I'm my father's durable POA. Long story short, he wants to sell his house and has already found a buyer ( without telling me until after the fact). His house is still in his name but he says he wants to give me the money from the sell. In reading the POA is says this may be illegal. I can not help but wonder what he is really up to. I understand him wanting to sell because renting has not worked out. I did search this site I could not find anything relating to real estate.
Selling the house needs to be done so carefully, he may have a buyer because he is offering a super deal.
I would encourage you to get an appraisal done with a certified inspection, these items will protect you if medicaid decides the house wasn't sold for fair market value. Because the house MUST sell for FMV, it is critical if medicaid is in his future.
Use the money only for dad and his care, then he can not run FOG on you, heck he might even try to blackmail you with turning you in for profiting as his POA.
He has show you who he is, believe him.
In your answers below you are saying your father is completely competent.
Yet you say he doesn't believe you when you tell him that Medicaid will not pay for him if he gifts money or money from home or home to you.
THAT ISN'T a competent man.
You are his POA.
He needs to be assessed for dementia.
I would contact an attorney at once re this man attempting to buy a home from him without a realtor.
I would next contact MD for full assessment.
WHATEVER YOU DO don't accept money or cash or a home or the proceeds of the home into your own money .
Please see an attorney about this.
You and you DAD cannot afford to go wrong in this sale of a home; it would be catastrophic.
Wish you good luck.
I may have misspoken, I apologize. He is not completely competent. I really think his goal is to sell the house, try to get kicked out of the facility and try to stay with me which will not work. I will be speaking to an attorney tomorrow.
Are you currently acting as POA? If you are currently acting as POA you know that he can not sell the house nor can he sign any contracts.
If he is competent and you are not acting as POA currently he can do what he wants with any of his possessions.
Just be aware that if he sells the house below market value. If he gifts the money to anyone he may not qualify for Medicaid if the need arises in the near future.
good possibility that you might also have to report the gift as income, can you afford to pay the taxes on the gift? Or he may have to pay a gift tax.
There are others that know more about legal stuff than I do. But I would consult an Elder Care Attorney.
If this is his primary residence, where does he intend to live once he sells it? And why would he want to give the money of the sale of his primary home to you and not use it for himself to find a new place to live? Does he figure to give you the proceeds in return for you allowing him to live with you in your home?
Has he been declared incompetent to make informed dedisions by a doctor or two? If so, he cannot enter into a contract. You need to notify the realtor of this.
If Dad is still competent he can sell his home any time he wishes.
But no, whether you are POA or not you cannot accept the gifting of this money, and the fact he is talking of such a thing makes me fear he is losing competency.
If an elder gifts money, home, anything else to ANYONE he cannot get any help from Medicaid for 5 years.
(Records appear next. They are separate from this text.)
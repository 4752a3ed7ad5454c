//! Unwrapping of the response envelopes the API wraps payloads in.
//!
//! Depending on the endpoint and backend version a payload arrives bare, under
//! a named key next to `success`, or (for lists) as a top-level array. These
//! helpers pick the payload out so callers decode one typed shape.

use serde::Deserialize;
use serde::de::DeserializeOwned;
use serde_json::Value;

/// Returns the value under the first of `keys` that is present and non-null,
/// or the whole body when none is.
#[must_use]
pub fn pick<'a>(body: &'a Value, keys: &[&str]) -> &'a Value {
    keys.iter()
        .filter_map(|key| body.get(*key))
        .find(|value| !value.is_null())
        .unwrap_or(body)
}

/// Decodes the payload found by [`pick`].
///
/// # Errors
/// Fails when the picked value does not match `T`.
pub fn decode<T: DeserializeOwned>(body: &Value, keys: &[&str]) -> Result<T, serde_json::Error> {
    T::deserialize(pick(body, keys))
}

/// Decodes a list found under one of `keys`, or a bare top-level array.
///
/// A body that carries none of the keys yields an empty list, which is how
/// the API reports "nothing yet" on several endpoints.
///
/// # Errors
/// Fails when an element does not match `T`.
pub fn decode_list<T: DeserializeOwned>(
    body: &Value,
    keys: &[&str],
) -> Result<Vec<T>, serde_json::Error> {
    match pick(body, keys) {
        list @ Value::Array(_) => Vec::<T>::deserialize(list),
        _ => Ok(Vec::new()),
    }
}
impl LoanApplicationForm {
    pub const FIELDS: &'static [&'static str] = &["amount", "term_days", "purpose", "notes"];

    /// # Errors
    /// Field errors keyed by `amount`, `term_days` and `purpose`.
    pub fn validate(&self) -> Result<LoanApplicationRequest, FieldErrors> {
        let mut errors = FieldErrors::new();
        let amount = parse_amount(&self.amount, MIN_LOAN_AMOUNT, MAX_LOAN_AMOUNT);
        if amount.is_none() {
            errors.insert("amount", LOAN_AMOUNT_MESSAGE);
        }
        let term = self
            .term_days
            .trim()
            .parse::<u16>()
            .ok()
            .filter(|term| LOAN_TERMS.contains(term));
        if term.is_none() {
            errors.insert("term_days", LOAN_TERM_MESSAGE);
        }
        let purpose = self.purpose.trim().parse::<LoanPurpose>().ok();
        if purpose.is_none() {
            errors.insert("purpose", LOAN_PURPOSE_MESSAGE);
        }
        match (amount, term, purpose) {
            (Some(amount), Some(term_days), Some(purpose)) => Ok(LoanApplicationRequest {
                amount,
                term_days,
                purpose,
                notes: Some(self.notes.trim().to_string()).filter(|notes| !notes.is_empty()),
            }),
            _ => Err(errors),
        }
    }
}

/// Raw values of the M-Pesa repayment form.
#[derive(Debug, Clone, Default, PartialEq, Eq)]
pub struct RepaymentForm {
    pub phone_number: String,
    pub amount: String,
    pub loan_id: String,
}
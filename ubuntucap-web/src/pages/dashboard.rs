use crate::components::{EmptyState, FailedState, Loading, ScoreBadge};
use crate::context::use_app_context;
use crate::features::{DashboardState, Loadable};
use crate::routes::Route;
use i18nrs::yew::use_translation;
use shared::format::{format_currency, format_date_time, humanize};
use shared::models::DashboardData;
use wasm_bindgen_futures::spawn_local;
use yew::prelude::*;
use yew_router::prelude::Link;
use yewdux::prelude::use_store_value;

#[function_component(DashboardPage)]
pub fn dashboard_page() -> Html {
    let context = use_app_context();
    let dashboard = context.dashboard.clone();
    let state = use_store_value::<DashboardState>();
    let (i18n, ..) = use_translation();

    let load = {
        let dashboard = dashboard.clone();
        Callback::from(move |()| {
            let dashboard = dashboard.clone();
            spawn_local(async move { dashboard.show_overview().await });
        })
    };
    {
        let load = load.clone();
        use_effect_with((), move |()| {
            load.emit(());
            || ()
        });
    }

    let greeting = format!("{}, {}", i18n.t("dashboard.welcome"), context.session.user_name());
    let body = match &state.data {
        Loadable::Idle | Loadable::Loading => html! { <Loading /> },
        Loadable::Failed(message) => html! { <FailedState message={message.clone()} on_retry={load} /> },
        Loadable::Ready(data) => html! { <DashboardSummary data={data.clone()} /> },
    };

    html! {
        <div class="space-y-6">
            <div class="flex flex-wrap items-center justify-between gap-3">
                <h1 class="text-2xl font-bold">{greeting}</h1>
                <div class="flex gap-2">
                    <Link<Route> to={Route::LoanApply} classes="btn btn-primary btn-sm">{i18n.t("loans.apply")}</Link<Route>>
                    <Link<Route> to={Route::Credit} classes="btn btn-ghost btn-sm">{i18n.t("dashboard.check_score")}</Link<Route>>
                </div>
            </div>
            {body}
        </div>
    }
}

#[derive(Properties, PartialEq)]
struct DashboardSummaryProps {
    data: DashboardData,
}

#[function_component(DashboardSummary)]
fn dashboard_summary(props: &DashboardSummaryProps) -> Html {
    let (i18n, ..) = use_translation();
    let data = &props.data;
    let stats = &data.loan_stats;
    let completion = data.profile_completion.unwrap_or_default();
    let stat = |label: &str, value: String| {
        html! {
            <div class="stat">
                <div class="stat-title">{i18n.t(label)}</div>
                <div class="stat-value text-2xl">{value}</div>
            </div>
        }
    };

    html! {
        <>
            <div class="stats stats-vertical lg:stats-horizontal shadow w-full">
                {stat("dashboard.active_loans", stats.active_loans.to_string())}
                {stat("dashboard.total_borrowed", format_currency(Some(stats.total_borrowed)))}
                {stat("dashboard.total_repaid", format_currency(Some(stats.total_repaid)))}
                {stat("dashboard.outstanding", format_currency(Some(stats.outstanding_balance)))}
            </div>
            <div class="grid gap-6 md:grid-cols-2">
                <div class="card bg-base-100 shadow">
                    <div class="card-body">
                        <h2 class="card-title">{i18n.t("dashboard.credit_score")}</h2>
                        <ScoreBadge score={data.credit_score} />
                        <div class="flex items-center gap-2 mt-2">
                            if data.is_verified {
                                <span class="badge badge-success">{i18n.t("dashboard.verified")}</span>
                            } else {
                                <span class="badge badge-warning">{i18n.t("dashboard.unverified")}</span>
                            }
                        </div>
                    </div>
                </div>
                <div class="card bg-base-100 shadow">
                    <div class="card-body">
                        <h2 class="card-title">{i18n.t("dashboard.profile_completion")}</h2>
                        <progress class="progress progress-primary w-full" value={completion.to_string()} max="100"></progress>
                        <span>{format!("{completion}%")}</span>
                        if completion < 100 {
                            <Link<Route> to={Route::ProfileEdit} classes="link link-primary text-sm">
                                {i18n.t("dashboard.complete_profile")}
                            </Link<Route>>
                        }
                    </div>
                </div>
            </div>
            <div class="card bg-base-100 shadow">
                <div class="card-body">
                    <h2 class="card-title">{i18n.t("dashboard.recent_activity")}</h2>
                    if data.recent_activity.is_empty() {
                        <EmptyState message={i18n.t("dashboard.no_activity")} />
                    } else {
                        <ul class="divide-y divide-base-300">
                            { for data.recent_activity.iter().map(|activity| html! {
                                <li class="py-2 flex justify-between gap-4">
                                    <span>
                                        <span class="badge badge-ghost mr-2">{humanize(&activity.activity_type)}</span>
                                        {&activity.description}
                                    </span>
                                    <span class="text-sm text-base-content/70">
                                        {format_date_time(activity.created_at.as_deref())}
                                    </span>
                                </li>
                            }) }
                        </ul>
                    }
                </div>
            </div>
        </>
    }
}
That's the lookback on gifting in all states save my own California (2 1/2 years). He is of an age and may need care at any moment. This would be disasterous.
As to your being POA, I am sorry you took that on, but you are correct that it is against the law for you to be enriched by your principle. You have now a Fiduciary duty under the law. This is a legal issue.
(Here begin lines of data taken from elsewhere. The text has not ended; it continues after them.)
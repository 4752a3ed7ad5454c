use super::error::TransportError;
use async_trait::async_trait;
use serde_json::Value;
use strum::{Display, EnumString};

/// HTTP verbs the client issues.
#[derive(Debug, Clone, Copy, PartialEq, Eq, Hash, Display, EnumString)]
#[strum(serialize_all = "UPPERCASE")]
pub enum Method {
    Get,
    Post,
    Put,
    Patch,
    Delete,
}

impl Method {
    /// Verbs the backend protects with a CSRF token.
    #[must_use]
    pub fn is_mutating(self) -> bool {
        !matches!(self, Self::Get)
    }
}

/// A fully resolved request, ready for the wire.
#[derive(Debug, Clone, PartialEq)]
pub struct HttpRequest {
    pub method: Method,
    pub url: String,
    pub headers: Vec<(String, String)>,
    pub body: Option<Value>,
}

impl HttpRequest {
    pub fn new(method: Method, url: impl Into<String>) -> Self {
        Self {
            method,
            url: url.into(),
            headers: Vec::new(),
            body: None,
        }
    }

    #[must_use]
    pub fn header(mut self, name: impl Into<String>, value: impl Into<String>) -> Self {
        self.headers.push((name.into(), value.into()));
        self
    }

    #[must_use]
    pub fn json(mut self, body: Value) -> Self {
        self.body = Some(body);
        self
    }

    /// Value of the first header named `name`, case-insensitively.
    #[must_use]
    pub fn header_value(&self, name: &str) -> Option<&str> {
        self.headers
            .iter()
            .find(|(key, _)| key.eq_ignore_ascii_case(name))
            .map(|(_, value)| value.as_str())
    }
}

/// Status and raw body of a response.
#[derive(Debug, Clone, PartialEq, Eq)]
pub struct HttpResponse {
    pub status: u16,
    pub body: String,
}

impl HttpResponse {
    pub fn new(status: u16, body: impl Into<String>) -> Self {
        Self {
            status,
            body: body.into(),
        }
    }

    #[must_use]
    pub fn is_success(&self) -> bool {
        (200..300).contains(&self.status)
    }
}

/// Sends requests. The browser build uses `fetch` through reqwest; tests
/// substitute a recording stub.
#[async_trait(?Send)]
pub trait Transport {
    async fn send(&self, request: HttpRequest) -> Result<HttpResponse, TransportError>;
}

/// reqwest-backed transport. Session cookies ride along with every request:
/// `credentials: include` in the browser, a shared cookie jar natively.
#[derive(Debug, Clone)]
pub struct ReqwestTransport {
    client: reqwest::Client,
}

impl ReqwestTransport {
    #[cfg(target_arch = "wasm32")]
    pub fn new() -> Self {
        Self {
            client: reqwest::Client::new(),
        }
    }

    /// Builds a client whose cookies live in `jar`, so the CSRF cookie the
    /// backend sets can be read back.
    #[cfg(not(target_arch = "wasm32"))]
    pub fn with_jar(jar: std::sync::Arc<reqwest::cookie::Jar>) -> Self {
        let client = reqwest::Client::builder()
            .cookie_provider(jar)
            .build()
            .unwrap_or_default();
        Self { client }
    }

    fn method(method: Method) -> reqwest::Method {
        match method {
            Method::Get => reqwest::Method::GET,
            Method::Post => reqwest::Method::POST,
            Method::Put => reqwest::Method::PUT,
            Method::Patch => reqwest::Method::PATCH,
            Method::Delete => reqwest::Method::DELETE,
        }
    }
}

#[cfg(target_arch = "wasm32")]
impl Default for ReqwestTransport {
    fn default() -> Self {
        Self::new()
    }
}

#[async_trait(?Send)]
impl Transport for ReqwestTransport {
    async fn send(&self, request: HttpRequest) -> Result<HttpResponse, TransportError> {
        let mut builder = self
            .client
            .request(Self::method(request.method), &request.url);
        for (name, value) in &request.headers {
            builder = builder.header(name.as_str(), value.as_str());
        }
        if let Some(body) = &request.body {
            builder = builder.json(body);
        }
        #[cfg(target_arch = "wasm32")]
        {
            builder = builder.fetch_credentials_include();
        }

        let response = builder
            .send()
            .await
            .map_err(|err| TransportError::Network(err.to_string()))?;
        let status = response.status().as_u16();
        let body = response
            .text()
            .await
            .map_err(|err| TransportError::Body(err.to_string()))?;
        Ok(HttpResponse { status, body })
    }
}
use super::{User, lenient};
use rust_decimal::Decimal;
use serde::{Deserialize, Serialize};
use serde_json::Value;

/// Aggregated borrowing figures.
///
/// Older backends flatten these onto the dashboard object with `_amount`
/// suffixes; both spellings decode here.
#[derive(Debug, Clone, Default, Serialize, Deserialize, PartialEq, Eq)]
pub struct LoanStats {
    #[serde(default, alias = "active_loan_count", deserialize_with = "lenient::count")]
    pub active_loans: u64,
    #[serde(
        default,
        alias = "total_borrowed_amount",
        deserialize_with = "lenient::decimal_or_zero"
    )]
    pub total_borrowed: Decimal,
    #[serde(
        default,
        alias = "total_repaid_amount",
        deserialize_with = "lenient::decimal_or_zero"
    )]
    pub total_repaid: Decimal,
    #[serde(
        default,
        alias = "current_balance",
        deserialize_with = "lenient::decimal_or_zero"
    )]
    pub outstanding_balance: Decimal,
}

/// An entry of the recent activity feed.
#[derive(Debug, Clone, Default, Serialize, Deserialize, PartialEq, Eq)]
pub struct Activity {
    #[serde(default, alias = "message", deserialize_with = "lenient::string")]
    pub description: String,
    #[serde(default, alias = "type", deserialize_with = "lenient::string")]
    pub activity_type: String,
    #[serde(default, alias = "timestamp")]
    pub created_at: Option<String>,
}

/// The dashboard overview, already normalized.
#[derive(Debug, Clone, Default, Serialize, Deserialize, PartialEq)]
pub struct DashboardData {
    #[serde(default)]
    pub user: Option<User>,
    #[serde(
        default,
        alias = "profile_completion_percentage",
        deserialize_with = "lenient::percent"
    )]
    pub profile_completion: Option<u8>,
    #[serde(default, deserialize_with = "lenient::or_default")]
    pub loan_stats: LoanStats,
    #[serde(default, deserialize_with = "lenient::float")]
    pub credit_score: Option<f64>,
    #[serde(default, deserialize_with = "lenient::flag")]
    pub is_verified: bool,
    #[serde(default, deserialize_with = "lenient::list")]
    pub recent_activity: Vec<Activity>,
}

impl DashboardData {
    /// Decodes `users/dashboard/`, accepting the `{dashboard: {...}}` envelope
    /// or a bare object, and stats nested under `loan_stats` or flattened.
    ///
    /// # Errors
    /// Fails when the payload is not an object or a field has an unusable type.
    pub fn from_payload(payload: &Value) -> Result<Self, serde_json::Error> {
        let body = payload.get("dashboard").unwrap_or(payload);
        let mut data: Self = serde_json::from_value(body.clone())?;
        if body.get("loan_stats").is_none_or(Value::is_null) {
            data.loan_stats = serde_json::from_value(body.clone())?;
        }
        if data.profile_completion.is_none() {
            data.profile_completion = data.user.as_ref().map(User::completion_percentage);
        }
        if !data.is_verified {
            data.is_verified = data.user.as_ref().is_some_and(|user| user.is_verified);
        }
        Ok(data)
    }
}

#[cfg(test)]
mod tests {
    use super::*;
    use serde_json::json;

    /// Tests the enveloped shape
    #[test]
    fn test_enveloped_dashboard() {
        let data = DashboardData::from_payload(&json!({
            "success": true,
            "dashboard": {
                "user": {"id": "u1", "first_name": "Amina", "is_verified": true},
                "profile_completion": 75,
                "loan_stats": {
                    "active_loans": 1,
                    "total_borrowed": 5000,
                    "total_repaid": "1000.00",
                    "outstanding_balance": "4625.00"
                },
                "credit_score": 72,
                "is_verified": true
            }
        }))
        .unwrap();
        assert_eq!(data.profile_completion, Some(75));
        assert_eq!(data.loan_stats.active_loans, 1);
        assert_eq!(data.loan_stats.outstanding_balance, Decimal::new(462_500, 2));
        assert_eq!(data.credit_score, Some(72.0));
    }

    /// Tests the flattened legacy shape
    #[test]
    fn test_flattened_dashboard() {
        let data = DashboardData::from_payload(&json!({
            "active_loan_count": 2,
            "total_borrowed_amount": "8000.00",
            "total_repaid_amount": "3000.00",
            "current_balance": "5400.00",
            "profile_completion_percentage": 50,
            "recent_activity": [
                {"message": "Logged in", "type": "LOGIN", "timestamp": "2025-03-01T08:00:00Z"}
            ]
        }))
        .unwrap();
        assert_eq!(data.loan_stats.active_loans, 2);
        assert_eq!(data.loan_stats.total_borrowed, Decimal::new(800_000, 2));
        assert_eq!(data.profile_completion, Some(50));
        assert_eq!(data.recent_activity[0].description, "Logged in");
        assert_eq!(data.recent_activity[0].activity_type, "LOGIN");
        assert_eq!(data.credit_score, None);
    }

    /// Tests completion and verification fall back to the embedded user
    #[test]
    fn test_fallbacks_from_user() {
        let data = DashboardData::from_payload(&json!({
            "dashboard": {
                "user": {"id": "u1", "first_name": "A", "last_name": "B", "is_verified": true},
                "loan_stats": {}
            }
        }))
        .unwrap();
        assert_eq!(data.profile_completion, Some(25));
        assert!(data.is_verified);
    }

    #[test]
    fn test_non_object_is_error() {
        assert!(DashboardData::from_payload(&json!("nope")).is_err());
    }
}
If your father begins to help sell this home I would BE THERE big time. Because I am now worried re his competency and fear an unscrupulous attorney could take advantage of him. If he does sell the money goes into his own bank and investments in HIS OWN NAME with you as a signee as POA and keeping meticulous records when you have to take over for him.
He has stated that he’s not using an attorney or realtor to sell. He has been talking to someone who wants to buy. I just happen to visit yesterday and the guy called and I heard them talking. He’s already had someone help him fax the guy information about his house. I didn’t know this until yesterday. Also, he is not fully competent
Most of the time the kids place the parent anyway and just let the nursing home, memory care, assisted living take it all. It's not worth the price of their own homes, jobs, families, marriages, and lives to maybe potentially inherit something at some point.
It's not worth it.
I have talked to him and told him that he can not sell the house. I tried again to explain why. I explained all the legal ramifications and he still does not believe me but as you said I have an obligation to stop this and that is what I have done. He is not fully competent enough and continues to argue but he has always argued with me when I don't agree with him.